Can I even begin to tell you how weird it is to get stoned with your grandmother? Or, how even weirder it is for her 'boyfriend' to make comments about my herpes?

Weird. Today was just a plain weird ass day. And the Kings lost, so that was a little bit of sad. But I just got back from shopping, and spending money always seems to cheer me up.

I spent 20 dollars on this MIRACLE CURE for cold sores. I'm sorry to keep bringing it up, but I'm hyper sensitive about it, almost to the point of being vain. Probably because I didn't initially contract it from someone I had sex with. I got it from my dad.

(In case you don't know anything about herpes, you can catch it from simply kissing someone with a sore. Trust me on this one.)

And, it so happens that if my mouth wanders to someone's crotch, instant cold sore.

. . .

On a different topic, I fell in love with a painting today. Seven hundred and ninety dollars worth of painting to be exact. But, it's fucking gorgeous. I need to have it. Badly. Like now. And I so don't have the money. I need a rich boyfriend.

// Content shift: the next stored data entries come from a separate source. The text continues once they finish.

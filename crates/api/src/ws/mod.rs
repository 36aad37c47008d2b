//! WebSocket support: connection management, upgrade handling, heartbeat.

pub mod handler;
pub mod heartbeat;
pub mod manager;

pub use manager::WsManager;
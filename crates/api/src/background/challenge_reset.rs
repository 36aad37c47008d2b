//! Periodic cleanup of stale daily challenges.
//!
//! A challenge left incomplete past its day is deleted so the next
//! `GET /api/challenges/daily` generates a fresh one. Runs on a fixed
//! interval using `tokio::time::interval`; each tick is equivalent to the
//! midnight reset, just evaluated more often so restarts cannot skip it.

use std::time::Duration;

use chrono::Utc;
use devquest_core::streak::day_start;
use devquest_db::repositories::challenge_repo::ChallengeRepo;
use sqlx::PgPool;
use tokio_util::sync::CancellationToken;

/// How often the sweep runs.
const SWEEP_INTERVAL: Duration = Duration::from_secs(3600); // 1 hour

/// Run the stale-challenge sweep loop.
///
/// Deletes incomplete challenges created before the current UTC day.
/// Runs until `cancel` is triggered.
pub async fn run(pool: PgPool, cancel: CancellationToken) {
    tracing::info!(
        interval_secs = SWEEP_INTERVAL.as_secs(),
        "Challenge reset job started"
    );

    let mut interval = tokio::time::interval(SWEEP_INTERVAL);

    loop {
        tokio::select! {
            _ = cancel.cancelled() => {
                tracing::info!("Challenge reset job stopping");
                break;
            }
            _ = interval.tick() => {
                let cutoff = day_start(Utc::now());
                match ChallengeRepo::delete_stale_pending(&pool, cutoff).await {
                    Ok(deleted) => {
                        if deleted > 0 {
                            tracing::info!(deleted, "Challenge reset: purged stale challenges");
                        } else {
                            tracing::debug!("Challenge reset: nothing to purge");
                        }
                    }
                    Err(e) => {
                        tracing::error!(error = %e, "Challenge reset: sweep failed");
                    }
                }
            }
        }
    }
}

It's titled You're Watching, and I think the artist's name is Dominique Patrick. It's a nude woman, and... jesus. It's just awesome.

. . .

I got a pissy little email from Mr. Saturday Night. I sent a not so pissy reply, and nothing back yet.

I'm starting to get angry about it. I mean, why reply to a personal ad if you're not emotionally available?

I really want to know what is wrong with me.

Someday I'll find someone who can put up with me listening to 50 Cent.